Blanche: Sì, sì, ma è meglio per lei se rimane dov’è .
Dottore: Tuo fratello veniva spesso a trovarti quando abitavi in Rue de la Visitation?
Blanche: Sì, sì.
Dottore: Ti portava dei dolci?
Blanche (ride): Siamo abbastanza ricchi nella cara, buona Gross-Hinter da poter comprare dei dolci.
Dottore: Ti lavavano e pettinavano i capelli quando abitavi in Rue de la Visitation?
Blanche: Non ero io ad avere così tanti capelli; era qualcun altro. Oltre a me, ce ne sono altri che hanno lo stesso nome […]

Il cappellano dell’ospedale, de Mondion, si oppose alla diagnosi dello psichiatra. La presunta follia di quella sfortunata creatura era stata semplicemente usata come giustificazione per rinchiuderla. Blanche era la vittima, ed era una persona gentile. Preferiva anche tenere i vestiti, aveva certamente un certo senso del pudore. Le sue finestre erano aperte e non aveva mai mostrato il minimo segno di follia maligna o pericolosa, a differenza dei criminali che l’avevano imprigionata in una stanza buia per così tanto tempo. Che il suo corpo e la sua mente non si fossero mai ripresi, che fosse confusa e depressa, era da considerarsi una triste e inevitabile conseguenza.

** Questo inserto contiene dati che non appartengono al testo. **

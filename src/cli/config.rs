//! Simulator configuration.
//!
//! A deployment is described by a JSON file (protocol parameters, component
//! addresses and the opening price). Environment variables prefixed with
//! `FLASHLIQ_` override individual fields.

use serde::{Deserialize, Serialize};
use std::path::{Path, PathBuf};
use thiserror::Error;

use crate::core::config::{Deployment, ProtocolParams};
use crate::utils::constants::DEFAULT_PRICE_DECIMALS;

// ═══════════════════════════════════════════════════════════════════════════════
// SIMULATOR CONFIGURATION
// ═══════════════════════════════════════════════════════════════════════════════

/// Simulator configuration
#[derive(Debug, Clone, PartialEq, Eq, Serialize, Deserialize)]
#[serde(default)]
pub struct SimulatorConfig {
    /// Protocol parameters
    pub params: ProtocolParams,
    /// Component addresses
    pub deployment: Deployment,
    /// Price published at deployment, in `params.price_decimals`
    pub initial_price: i128,
}

impl Default for SimulatorConfig {
    fn default() -> Self {
        // 1 borrowable unit = 1/2000 collateral unit
        let one = 10i128.pow(DEFAULT_PRICE_DECIMALS as u32);
        Self {
            params: ProtocolParams::default(),
            deployment: Deployment::default(),
            initial_price: one / 2000,
        }
    }
}

impl SimulatorConfig {
    /// Load from file
    pub fn load(path: &Path) -> Result<Self, ConfigError> {
        let content = std::fs::read_to_string(path).map_err(|e| ConfigError::Io(e.to_string()))?;
        serde_json::from_str(&content).map_err(|e| ConfigError::Parse(e.to_string()))
    }

    /// Save to file
    pub fn save(&self, path: &Path) -> Result<(), ConfigError> {
        let content =
            serde_json::to_string_pretty(self).map_err(|e| ConfigError::Serialize(e.to_string()))?;

        if let Some(parent) = path.parent() {
            std::fs::create_dir_all(parent).map_err(|e| ConfigError::Io(e.to_string()))?;
        }

        std::fs::write(path, content).map_err(|e| ConfigError::Io(e.to_string()))
    }

    /// Load `path` if given (defaults otherwise), then apply environment overrides
    pub fn resolve(path: Option<&Path>) -> Result<Self, ConfigError> {
        let config = match path {
            Some(path) => Self::load(path)?,
            None => Self::default(),
        };
        let config = config.with_env_overrides()?;
        config.validate()?;
        Ok(config)
    }

    /// Defaults with environment overrides applied
    pub fn from_env() -> Result<Self, ConfigError> {
        Self::default().with_env_overrides()
    }

    /// Apply `FLASHLIQ_*` environment overrides
    pub fn with_env_overrides(self) -> Result<Self, ConfigError> {
        self.with_overrides(|key| std::env::var(key).ok())
    }

    /// Apply overrides from an arbitrary key lookup
    pub fn with_overrides<F>(mut self, lookup: F) -> Result<Self, ConfigError>
    where
        F: Fn(&str) -> Option<String>,
    {
        if let Some(v) = lookup("FLASHLIQ_LTV_BPS") {
            self.params.ltv_bps = parse_var("FLASHLIQ_LTV_BPS", &v)?;
        }
        if let Some(v) = lookup("FLASHLIQ_BORROW_DECIMALS") {
            self.params.borrow_decimals = parse_var("FLASHLIQ_BORROW_DECIMALS", &v)?;
        }
        if let Some(v) = lookup("FLASHLIQ_COLLATERAL_DECIMALS") {
            self.params.collateral_decimals = parse_var("FLASHLIQ_COLLATERAL_DECIMALS", &v)?;
        }
        if let Some(v) = lookup("FLASHLIQ_PRICE_DECIMALS") {
            self.params.price_decimals = parse_var("FLASHLIQ_PRICE_DECIMALS", &v)?;
        }
        if let Some(v) = lookup("FLASHLIQ_INITIAL_PRICE") {
            self.initial_price = parse_var("FLASHLIQ_INITIAL_PRICE", &v)?;
        }
        Ok(self)
    }

    /// Default config file path
    pub fn default_path() -> PathBuf {
        PathBuf::from("flashliq.json")
    }

    /// Config file to read: `explicit` if given, else the default file in
    /// `dir` when one exists
    pub fn locate(explicit: Option<&Path>, dir: &Path) -> Option<PathBuf> {
        match explicit {
            Some(path) => Some(path.to_path_buf()),
            None => Some(dir.join(Self::default_path())).filter(|path| path.is_file()),
        }
    }

    /// Validate configuration
    pub fn validate(&self) -> Result<(), ConfigError> {
        self.params
            .validate()
            .map_err(|e| ConfigError::Validation(e.to_string()))?;
        self.deployment
            .validate()
            .map_err(|e| ConfigError::Validation(e.to_string()))?;
        if self.initial_price < 0 {
            return Err(ConfigError::Validation("initial price cannot be negative".into()));
        }
        Ok(())
    }
}

fn parse_var<T: std::str::FromStr>(key: &str, value: &str) -> Result<T, ConfigError> {
    value
        .trim()
        .parse()
        .map_err(|_| ConfigError::Validation(format!("{} has invalid value {:?}", key, value)))
}

// ═══════════════════════════════════════════════════════════════════════════════
// CONFIG ERROR
// ═══════════════════════════════════════════════════════════════════════════════

/// Configuration error
#[derive(Debug, Clone, PartialEq, Eq, Error)]
pub enum ConfigError {
    /// IO error
    #[error("IO error: {0}")]
    Io(String),
    /// Parse error
    #[error("Parse error: {0}")]
    Parse(String),
    /// Serialization error
    #[error("Serialization error: {0}")]
    Serialize(String),
    /// Validation error
    #[error("Validation error: {0}")]
    Validation(String),
}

Marie Deshoulières, che aveva lavorato a casa Monnier nel 1883, testimoniò che all’epoca in cui la conobbe, Blanche era perfettamente lucida e conversava normalmente. Solo nel parlare con la madre – la sua carceriera – era presa da violenta rabbia e non si vestiva mai del tutto, restando con la camicia da notte per tutto il tempo.

Questo dettaglio sull’abbigliamento è interessante. Nel 1883 Blanche era già reclusa da anni, perché vestirsi se non poteva uscire e ricevere visite? Forse era un tentativo di combattere contro la madre-padrona, manifestando il dissenso come poteva. O forse, più semplicemente, Louise non autorizzava la cameriera a vestirla, come forma di controllo per piegare e spezzare ogni umanità nella figlia.

Ebbe la meglio la tesi dello psichiatra e Blanche passò il resto della vita in ospedali psichiatrici. Morì in quello di Blois nel 1913, all’età di 64 anni, poche settimane prima del fratello. Non ebbe giustizia, la “Sequestrata di Poitiers”, se non quella divina, che in qualche modo si manifestò, anche se con un certo ritardo.